Here is an attempt to give you some answers and background information from my point of view, not necessarily IBM's. The article is written on a single afternoon with the plan to point to it and say "RTFM" instead of repeating myself...
Let me start this endeavor how I would do it in front of students when I teach. So let's take a brief look at some relevant technologies and terms:
- In-memory computing or in-memory processing: Instead of loading data from disk to memory on demand, all or most of the data to be processed is kept in memory for faster access. This could be traditional RAM or even flash memory to allow persistence. If RAM is used, data is initially loaded from disk.
- Columnar storage or column-oriented databases: Traditional (relational) database systems use row-oriented storage and are optimized for row by row access. However, for analytic applications typically large amounts of data with similar values or properties is scanned and aggregated. With column-oriented storage of many but the same values, only a single entry would be stored pointing to all related "rows" (rowid - this is similar to RID-list compression for indexes). Columnar storage usually yields excellent compression ratios for analytic data sets.

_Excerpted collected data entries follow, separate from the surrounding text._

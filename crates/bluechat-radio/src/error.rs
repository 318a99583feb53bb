//! Errors raised by radio backends.

use std::io;

use bluechat_core::{PeerAddress, SessionError};
use thiserror::Error;
use uuid::Uuid;

/// Errors that can occur in a radio capability.
#[derive(Debug, Error)]
pub enum RadioError {
    /// Adapter switched off or absent.
    #[error("radio is disabled")]
    Disabled,

    /// The platform refused the operation for lack of authorization.
    #[error("radio permission denied")]
    PermissionDenied,

    /// No device answered at this address.
    #[error("peer {0} is unreachable")]
    Unreachable(PeerAddress),

    /// The peer is reachable but does not offer the requested service.
    #[error("peer {peer} does not offer service {service}")]
    ServiceNotOffered {
        /// The peer that was contacted
        peer: PeerAddress,
        /// The service identifier that was requested
        service: Uuid,
    },

    /// The listening endpoint was closed.
    #[error("listener closed")]
    ListenerClosed,

    /// Operation not supported by this backend.
    #[error("unsupported: {0}")]
    Unsupported(&'static str),

    /// Underlying I/O failure.
    #[error("radio i/o error: {0}")]
    Io(#[from] io::Error),
}

impl RadioError {
    /// Maps this error into the session taxonomy.
    ///
    /// Adapter and permission failures keep their own kinds; everything else
    /// is wrapped by `wrap`, typically `SessionError::ConnectFailed` or
    /// `SessionError::AcceptFailed` depending on which step failed.
    pub fn into_session(self, wrap: impl FnOnce(String) -> SessionError) -> SessionError {
        match self {
            Self::Disabled => SessionError::RadioUnavailable,
            Self::PermissionDenied => SessionError::PermissionDenied,
            other => wrap(other.to_string()),
        }
    }
}
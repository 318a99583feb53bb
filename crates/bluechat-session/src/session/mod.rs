//! Session manager using the actor pattern.
//!
//! The session actor is the single owner of the state machine. Callers talk
//! to it through a [`SessionHandle`]; background activities report back
//! through the same command queue.
//!
//! # Architecture
//!
//! ```text
//! ┌───────────────┐ SessionCommand ┌────────────────┐ SessionEvent ┌──────────────┐
//! │ SessionHandle │───────────────▶│  SessionActor  │─────────────▶│ UI observers │
//! └───────────────┘    (mpsc)      └───────┬────────┘  (broadcast) └──────────────┘
//!                                          │ spawns, cancels, joins
//!                  ┌───────────────────────┼───────────────────────┐
//!                  ▼                       ▼                       ▼
//!          accept / connect            read loop                 writer
//!                  └──── completions tagged with the attempt ──────┘
//! ```

use std::sync::Arc;

use tokio::sync::{broadcast, mpsc};

use bluechat_radio::{Permissions, Radio};

use crate::config::SessionConfig;
use crate::registry::DeviceRegistry;

mod actor;
pub(crate) mod commands;
mod handle;
mod writer;

pub use handle::SessionHandle;

use actor::SessionActor;

/// Command channel buffer size
const COMMAND_BUFFER: usize = 100;

/// Spawn a session actor and return a handle for interaction.
///
/// The session starts in `Idle` with no role.
///
/// # Example
///
/// ```no_run
/// use std::sync::Arc;
/// use bluechat_core::{PeerIdentity, Role};
/// use bluechat_radio::{sim::SimAir, StaticPermissions};
/// use bluechat_session::{spawn_session, SessionConfig};
///
/// #[tokio::main]
/// async fn main() {
///     let air = SimAir::new();
///     let radio = Arc::new(air.radio(PeerIdentity::new("00:01", "me")));
///     let session = spawn_session(
///         radio,
///         Arc::new(StaticPermissions::granted()),
///         SessionConfig::default(),
///     );
///     session.select_role(Role::Host).await.ok();
/// }
/// ```
pub fn spawn_session(
    radio: Arc<dyn Radio>,
    permissions: Arc<dyn Permissions>,
    config: SessionConfig,
) -> SessionHandle {
    let (cmd_tx, cmd_rx) = mpsc::channel(COMMAND_BUFFER);
    let (event_tx, _) = broadcast::channel(config.event_buffer.max(1));
    let registry = DeviceRegistry::shared();

    let actor = SessionActor::new(
        cmd_rx,
        cmd_tx.downgrade(),
        event_tx.clone(),
        radio,
        permissions,
        Arc::clone(&registry),
        config,
    );
    tokio::spawn(actor.run());

    SessionHandle::new(cmd_tx, event_tx, registry)
}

- Massively parallel processing (MPP) and Single Instruction, Multiple Data (SIMD): By processing several data sets or values in parallel, either by means of many CPUs or special CPU instructions, the entire data volume can be processed faster than in a regular, serial way (one CPU core processing the entire query).
- Appliances, workload optimized appliance or expert-integrated systems: A combination of hardware and software that typically is "sealed off". Thus, it does not offer many knobs to turn which makes it simple to use. Analytic appliances and data warehouse appliances therefore have a focus on hardware and software for analytic query processing.
- Big Data: This term is used to describe the large data sets that typically cannot be stored and processed with traditional database systems. MapReduce or "divide and conquer" algorithms are used for processing, similar to parallel processing as mentioned above. The boundaries between "traditional" database systems and Big Data systems are moving.
- NoSQL: For handling big data sets other ways of instructing the database systems than SQL are used, hence "No SQL". However, sometimes "NoSQL" could also mean "not-only SQL", hinting that the boundaries are moving and hybrid systems are available.
- DB2 for Linux, UNIX, and Windows (LUW) has been using parallelism (MPP, see above) for many years for data warehouses. Based on the shared nothing principle for the data, it can parallelize query processing and aggregate data quickly. It has been around as DB2 Parallel Edition, DB2 Database Partitioning Feature, DB2 Balanced Configuration Unit (BCU), InfoSphere Warehouse, and other names.
- DB2 LUW with BLU Acceleration, introduced in DB2 10.5, makes use of an appliance-like simplicity. By setting a single switch, data is stored column-oriented with the mentioned benefits. Based on improvements to the traditional bufferpool or data cache of row-oriented database technology, it can hold all or only parts of the data in memory. Thus, in-memory processing is possible. BLU Acceleration utilizes SIMD technology to parallelize and speed up work and data is layed out for the processor architecture. Individual tables can be either stored in a row-oriented or column-oriented way and both types of table can be accessed in a single (complex) query.
- IBM Netezza is an analytic or data warehouse appliance. It makes use of specialized hardware and MPP (see above) to speed up query execution.
- Informix has the Informix Warehouse Accelerator to serve complex analytic queries. It uses column-oriented storage and parallelism and data is held in memory.
- The IBM DB2 Analytics Accelerator (IDAA) can be added to DB2 for z/OS. The main design goal was to keep the System z DB2 attributes like security and the approach to administration. IDAA is based on the Netezza technology (see above) and integrates the appliance into the DB2 for z/OS environment. All access and administration is done through DB2.
- InfoSphere BigInsights is IBM's Hadoop-based offering for the Big Data market.
- IBM PureData System for Hadoop: An appliance built with InfoSphere BigInsights for Big Data-related problems.
- IBM PureData System for Analytics: Based on Netezza technology
- IBM PureData System for Operational Analytics: The appliance is built using DB2 LUW with the Database Partitioning Feature
- IBM PureData System for Transactions: This appliance is built with DB2 LUW. It does (right now) not serve the analytics or Big Data market, but is designed for OLTP workloads. It uses the DB2 pureScale technology for a shared disk cluster with the goal of continous availability and scale out performance.